#### YOUR INSTRUCTIONS
Copy each line of the entries beneath that contains the word "strum".

#### ENTRIES SHOWN
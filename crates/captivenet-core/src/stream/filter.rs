// ── Filter predicates for session listings ──

use chrono::{DateTime, Utc};

use crate::model::{Session, SessionKind, SessionStatus};

/// Operator search over the session directory.
///
/// `text` matches case-insensitively against the owner label, device
/// name, MAC and IP. `status` compares against the status at the time of
/// the query, so a session past its deadline lists as expired before the
/// next sweep latches it. Empty criteria match everything.
#[derive(Debug, Clone, Default, PartialEq, Eq)]
pub struct SessionFilter {
    pub text: Option<String>,
    pub status: Option<SessionStatus>,
    pub kind: Option<SessionKind>,
}

impl SessionFilter {
    pub fn all() -> Self {
        Self::default()
    }

    pub fn text(mut self, text: impl Into<String>) -> Self {
        self.text = Some(text.into());
        self
    }

    pub fn status(mut self, status: SessionStatus) -> Self {
        self.status = Some(status);
        self
    }

    pub fn kind(mut self, kind: SessionKind) -> Self {
        self.kind = Some(kind);
        self
    }

    pub fn matches(&self, session: &Session, now: DateTime<Utc>) -> bool {
        if self.status.is_some_and(|s| s != session.status_at(now)) {
            return false;
        }
        if self.kind.is_some_and(|k| k != session.kind()) {
            return false;
        }
        match self.text.as_deref().map(str::trim) {
            None | Some("") => true,
            Some(needle) => {
                let needle = needle.to_lowercase();
                let label = session.owner.label();
                let ip = session.device.ip.map(|ip| ip.to_string()).unwrap_or_default();
                [
                    label.as_str(),
                    session.device.name.as_str(),
                    session.device.mac.as_str(),
                    ip.as_str(),
                ]
                .iter()
                .any(|field| field.to_lowercase().contains(&needle))
            }
        }
    }
}

#[cfg(test)]
#[allow(clippy::unwrap_used)]
mod tests {
    use super::*;
    use crate::model::{
        AccountId, DeviceRef, MacAddress, SessionId, SessionOwner, Thresholds, VoucherCode,
    };
    use chrono::{TimeDelta, TimeZone};

    fn t0() -> DateTime<Utc> {
        Utc.with_ymd_and_hms(2024, 1, 15, 14, 0, 0).unwrap()
    }

    fn session(owner: SessionOwner, device: &str, ip: &str) -> Session {
        Session::open(
            SessionId(7),
            owner,
            DeviceRef {
                name: device.into(),
                mac: MacAddress::new("AA:BB:CC:00:11:22"),
                ip: Some(ip.parse().unwrap()),
            },
            1_000,
            3_600,
            t0(),
            Thresholds::default(),
        )
    }

    #[test]
    fn text_matches_each_field_case_insensitively() {
        let s = session(
            SessionOwner::Account {
                id: AccountId(3),
                username: "JDoe".into(),
            },
            "Laptop-Work",
            "192.168.1.45",
        );
        assert!(SessionFilter::all().text("jdoe").matches(&s, t0()));
        assert!(SessionFilter::all().text("laptop").matches(&s, t0()));
        assert!(SessionFilter::all().text("aa:bb:cc").matches(&s, t0()));
        assert!(SessionFilter::all().text("1.45").matches(&s, t0()));
        assert!(!SessionFilter::all().text("android").matches(&s, t0()));
        assert!(SessionFilter::all().text("   ").matches(&s, t0()));
    }

    #[test]
    fn status_and_kind_narrow_results() {
        let s = session(
            SessionOwner::Voucher {
                code: VoucherCode::parse("DEMO1234").unwrap(),
            },
            "Phone",
            "10.0.0.2",
        );
        assert!(SessionFilter::all().status(SessionStatus::Active).matches(&s, t0()));
        assert!(!SessionFilter::all().status(SessionStatus::Expired).matches(&s, t0()));
        assert!(SessionFilter::all().kind(SessionKind::Voucher).matches(&s, t0()));
        assert!(SessionFilter::all().text("guest:demo").matches(&s, t0()));
    }

    #[test]
    fn status_is_judged_at_query_time() {
        let s = session(
            SessionOwner::Voucher {
                code: VoucherCode::parse("DEMO1234").unwrap(),
            },
            "Phone",
            "10.0.0.2",
        );
        let late = t0() + TimeDelta::hours(2);
        assert_eq!(s.status(), SessionStatus::Active);
        assert!(!SessionFilter::all().status(SessionStatus::Active).matches(&s, late));
        assert!(SessionFilter::all().status(SessionStatus::Expired).matches(&s, late));
    }
}
// ── Accounts ──

use chrono::{DateTime, Utc};
use serde::{Deserialize, Serialize};
use strum::{Display, EnumString};

use super::ids::AccountId;
use crate::policy::Role;

#[derive(Debug, Clone, Copy, PartialEq, Eq, Hash, Serialize, Deserialize, Display, EnumString)]
#[serde(rename_all = "SCREAMING_SNAKE_CASE")]
#[strum(serialize_all = "SCREAMING_SNAKE_CASE", ascii_case_insensitive)]
pub enum AccountStatus {
    /// Registered, waiting for an operator to validate.
    Pending,
    Active,
    Rejected,
    Suspended,
}

/// A registered subscriber or operator.
#[derive(Debug, Clone, PartialEq, Eq, Serialize, Deserialize)]
pub struct Account {
    pub id: AccountId,
    pub email: String,
    pub username: String,
    #[serde(default)]
    pub first_name: String,
    #[serde(default)]
    pub last_name: String,
    pub role: Role,
    pub status: AccountStatus,
    #[serde(default, skip_serializing_if = "Option::is_none")]
    pub validation_notes: Option<String>,
    #[serde(default, skip_serializing_if = "Option::is_none")]
    pub rejection_reason: Option<String>,
    #[serde(default, skip_serializing_if = "Option::is_none")]
    pub validated_by: Option<AccountId>,
    #[serde(default, skip_serializing_if = "Option::is_none")]
    pub validated_at: Option<DateTime<Utc>>,
}

impl Account {
    pub fn display_name(&self) -> String {
        let full = format!("{} {}", self.first_name, self.last_name);
        let full = full.trim();
        if full.is_empty() {
            self.username.clone()
        } else {
            full.to_owned()
        }
    }
}
// ── Audit trail ──
//
// Append-only record of sensitive actions: who (role) did what to which
// target, when, and under which request id. Entries are never edited or
// removed; readers get frozen `Arc` copies.

use std::sync::{Arc, Mutex, PoisonError};

use chrono::{DateTime, Utc};
use serde::Serialize;
use strum::{Display, EnumIter, EnumString};
use tracing::trace;

use crate::model::RequestId;
use crate::policy::Role;

/// What happened.
#[derive(
    Debug, Clone, Copy, PartialEq, Eq, Hash, Serialize, Display, EnumString, EnumIter,
)]
#[serde(rename_all = "SCREAMING_SNAKE_CASE")]
#[strum(serialize_all = "SCREAMING_SNAKE_CASE", ascii_case_insensitive)]
pub enum AuditAction {
    Validate,
    Reject,
    SessionStart,
    SessionRevoke,
    SessionTimeout,
    QuotaExceeded,
    QuotaExtend,
    ExpiryShorten,
    VoucherCreate,
    VoucherUse,
    VoucherRevoke,
    /// An operator command refused by the access policy.
    AccessDenied,
}

/// Kind of object an entry is about.
#[derive(Debug, Clone, Copy, PartialEq, Eq, Hash, Serialize, Display, EnumString)]
#[serde(rename_all = "lowercase")]
#[strum(serialize_all = "lowercase", ascii_case_insensitive)]
pub enum AuditTarget {
    Session,
    Voucher,
    Account,
}

/// One immutable audit record.
#[derive(Debug, Clone, PartialEq, Serialize)]
pub struct AuditEntry {
    /// Position in the trail, starting at 1.
    pub seq: u64,
    pub timestamp: DateTime<Utc>,
    /// Acting role; `None` for the system, the gateway or a guest.
    pub actor_role: Option<Role>,
    pub action: AuditAction,
    pub target_type: AuditTarget,
    pub target_id: String,
    pub request_id: RequestId,
    #[serde(skip_serializing_if = "Option::is_none")]
    pub detail: Option<String>,
}

/// An entry before the log stamps its sequence number.
#[derive(Debug, Clone)]
pub struct AuditRecord {
    pub actor_role: Option<Role>,
    pub action: AuditAction,
    pub target_type: AuditTarget,
    pub target_id: String,
    pub request_id: Option<RequestId>,
    pub detail: Option<String>,
}

impl AuditRecord {
    pub fn new(action: AuditAction, target_type: AuditTarget, target_id: impl ToString) -> Self {
        Self {
            actor_role: None,
            action,
            target_type,
            target_id: target_id.to_string(),
            request_id: None,
            detail: None,
        }
    }

    pub fn by(mut self, role: Option<Role>) -> Self {
        self.actor_role = role;
        self
    }

    pub fn request(mut self, request_id: RequestId) -> Self {
        self.request_id = Some(request_id);
        self
    }

    pub fn detail(mut self, detail: impl Into<String>) -> Self {
        self.detail = Some(detail.into());
        self
    }
}

/// Narrow an audit listing. Empty criteria match everything.
#[derive(Debug, Clone, Default, PartialEq, Eq)]
pub struct AuditFilter {
    pub action: Option<AuditAction>,
    pub target_type: Option<AuditTarget>,
    pub target_id: Option<String>,
}

impl AuditFilter {
    pub fn matches(&self, entry: &AuditEntry) -> bool {
        self.action.is_none_or(|a| a == entry.action)
            && self.target_type.is_none_or(|t| t == entry.target_type)
            && self
                .target_id
                .as_deref()
                .is_none_or(|id| id.eq_ignore_ascii_case(&entry.target_id))
    }
}

/// The trail itself. Only [`append`](Self::append) writes.
#[derive(Debug, Default)]
pub struct AuditLog {
    entries: Mutex<Vec<Arc<AuditEntry>>>,
}

impl AuditLog {
    pub fn new() -> Self {
        Self::default()
    }

    /// Stamp and store a record. A request id is drawn when none is given.
    pub fn append(&self, record: AuditRecord, at: DateTime<Utc>) -> Arc<AuditEntry> {
        let mut entries = self.entries.lock().unwrap_or_else(PoisonError::into_inner);
        let entry = Arc::new(AuditEntry {
            seq: u64::try_from(entries.len()).unwrap_or(u64::MAX).saturating_add(1),
            timestamp: at,
            actor_role: record.actor_role,
            action: record.action,
            target_type: record.target_type,
            target_id: record.target_id,
            request_id: record.request_id.unwrap_or_else(RequestId::random),
            detail: record.detail,
        });
        entries.push(Arc::clone(&entry));
        trace!(seq = entry.seq, action = %entry.action, target = %entry.target_id, "audit entry");
        entry
    }

    /// Matching entries, oldest first.
    pub fn entries(&self, filter: &AuditFilter) -> Vec<Arc<AuditEntry>> {
        self.entries
            .lock()
            .unwrap_or_else(PoisonError::into_inner)
            .iter()
            .filter(|e| filter.matches(e))
            .cloned()
            .collect()
    }

    pub fn len(&self) -> usize {
        self.entries.lock().unwrap_or_else(PoisonError::into_inner).len()
    }

    pub fn is_empty(&self) -> bool {
        self.len() == 0
    }
}
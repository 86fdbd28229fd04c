// ── Voucher redemption lockout ──
//
// Counts consecutive failed redemptions per client (device MAC). After
// `max_attempts` failures the client is blocked for the cooldown; the
// block lifts by itself and is evaluated lazily on the next access.

use chrono::{DateTime, TimeDelta, Utc};
use dashmap::DashMap;
use tracing::{info, warn};

use crate::config::LockoutPolicy;
use crate::error::CoreError;
use crate::model::MacAddress;

#[derive(Debug, Clone, Copy, Default)]
struct Attempts {
    failures: u32,
    blocked_at: Option<DateTime<Utc>>,
}

/// Per-client attempt counter with a timed block.
#[derive(Debug)]
pub struct RedemptionGuard {
    policy: LockoutPolicy,
    clients: DashMap<MacAddress, Attempts>,
}

impl RedemptionGuard {
    pub fn new(policy: LockoutPolicy) -> Self {
        Self {
            policy,
            clients: DashMap::new(),
        }
    }

    pub fn policy(&self) -> &LockoutPolicy {
        &self.policy
    }

    /// Fail with `RedemptionLocked` while the client is blocked. A locked
    /// attempt does not count as another failure.
    pub fn check(&self, client: &MacAddress, now: DateTime<Utc>) -> Result<(), CoreError> {
        match self.remaining_block(client, now) {
            Some(left) => Err(CoreError::RedemptionLocked {
                remaining_secs: ceil_secs(left),
            }),
            None => Ok(()),
        }
    }

    /// Time left on the client's block, if any. Clears an elapsed block.
    pub fn remaining_block(&self, client: &MacAddress, now: DateTime<Utc>) -> Option<TimeDelta> {
        let mut entry = self.clients.get_mut(client)?;
        let blocked_at = entry.blocked_at?;
        let until = blocked_at + self.policy.cooldown();
        if now < until {
            Some(until - now)
        } else {
            *entry = Attempts::default();
            drop(entry);
            info!(client = %client, "redemption block lifted");
            None
        }
    }

    /// Attempts left before a block. Zero while blocked.
    pub fn attempts_remaining(&self, client: &MacAddress, now: DateTime<Utc>) -> u32 {
        if self.remaining_block(client, now).is_some() {
            return 0;
        }
        let failures = self.clients.get(client).map_or(0, |a| a.failures);
        self.policy.max_attempts.saturating_sub(failures)
    }

    /// Count one failed attempt; returns the attempts still available.
    pub fn record_failure(&self, client: &MacAddress, now: DateTime<Utc>) -> u32 {
        if self.remaining_block(client, now).is_some() {
            return 0;
        }
        let mut entry = self.clients.entry(client.clone()).or_default();
        entry.failures = entry.failures.saturating_add(1);
        if entry.failures >= self.policy.max_attempts {
            entry.blocked_at = Some(now);
            warn!(
                client = %client,
                failures = entry.failures,
                cooldown_secs = self.policy.cooldown_secs,
                "redemption blocked after repeated failures"
            );
        }
        self.policy.max_attempts.saturating_sub(entry.failures)
    }

    pub fn record_success(&self, client: &MacAddress) {
        self.clients.remove(client);
    }
}

/// Whole seconds, rounded up so a countdown never shows 0 while blocked.
fn ceil_secs(delta: TimeDelta) -> i64 {
    let ms = delta.num_milliseconds();
    (ms + 999).div_euclid(1000)
}

#[cfg(test)]
#[allow(clippy::unwrap_used)]
mod tests {
    use super::*;
    use chrono::TimeZone;

    fn t0() -> DateTime<Utc> {
        Utc.with_ymd_and_hms(2024, 1, 15, 14, 0, 0).unwrap()
    }

    fn mac() -> MacAddress {
        MacAddress::new("aa:bb:cc:dd:ee:ff")
    }

    fn guard() -> RedemptionGuard {
        RedemptionGuard::new(LockoutPolicy::default())
    }

    #[test]
    fn fifth_failure_blocks_and_sixth_attempt_is_locked() {
        let g = guard();
        for expected_left in (0..5).rev() {
            g.check(&mac(), t0()).unwrap();
            assert_eq!(g.record_failure(&mac(), t0()), expected_left);
        }
        let err = g.check(&mac(), t0() + TimeDelta::seconds(10)).unwrap_err();
        assert_eq!(err, CoreError::RedemptionLocked { remaining_secs: 290 });
        // Locked attempts don't count further.
        assert_eq!(g.record_failure(&mac(), t0() + TimeDelta::seconds(20)), 0);
        let err = g.check(&mac(), t0() + TimeDelta::seconds(10)).unwrap_err();
        assert_eq!(err, CoreError::RedemptionLocked { remaining_secs: 290 });
    }

    #[test]
    fn block_lifts_exactly_at_cooldown() {
        let g = guard();
        for _ in 0..5 {
            g.record_failure(&mac(), t0());
        }
        let edge = t0() + TimeDelta::seconds(300);
        assert!(g.check(&mac(), edge - TimeDelta::milliseconds(1)).is_err());
        assert_eq!(
            g.remaining_block(&mac(), edge - TimeDelta::milliseconds(1)),
            Some(TimeDelta::milliseconds(1))
        );
        assert!(g.check(&mac(), edge).is_ok());
        assert_eq!(g.attempts_remaining(&mac(), edge), 5);
    }

    #[test]
    fn remaining_secs_rounds_up() {
        let g = guard();
        for _ in 0..5 {
            g.record_failure(&mac(), t0());
        }
        let err = g
            .check(&mac(), t0() + TimeDelta::milliseconds(299_500))
            .unwrap_err();
        assert_eq!(err, CoreError::RedemptionLocked { remaining_secs: 1 });
    }

    #[test]
    fn success_resets_counter() {
        let g = guard();
        g.record_failure(&mac(), t0());
        g.record_failure(&mac(), t0());
        assert_eq!(g.attempts_remaining(&mac(), t0()), 3);
        g.record_success(&mac());
        assert_eq!(g.attempts_remaining(&mac(), t0()), 5);
    }

    #[test]
    fn clients_are_tracked_separately() {
        let g = guard();
        for _ in 0..5 {
            g.record_failure(&mac(), t0());
        }
        let other = MacAddress::new("11:22:33:44:55:66");
        assert!(g.check(&other, t0()).is_ok());
        assert_eq!(g.attempts_remaining(&mac(), t0()), 0);
    }
}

#### EXERCISE SOLUTION
use strum::{Display, EnumString};
#[strum(serialize_all = "SCREAMING_SNAKE_CASE", ascii_case_insensitive)]
use strum::{Display, EnumIter, EnumString};
#[strum(serialize_all = "SCREAMING_SNAKE_CASE", ascii_case_insensitive)]
#[strum(serialize_all = "lowercase", ascii_case_insensitive)]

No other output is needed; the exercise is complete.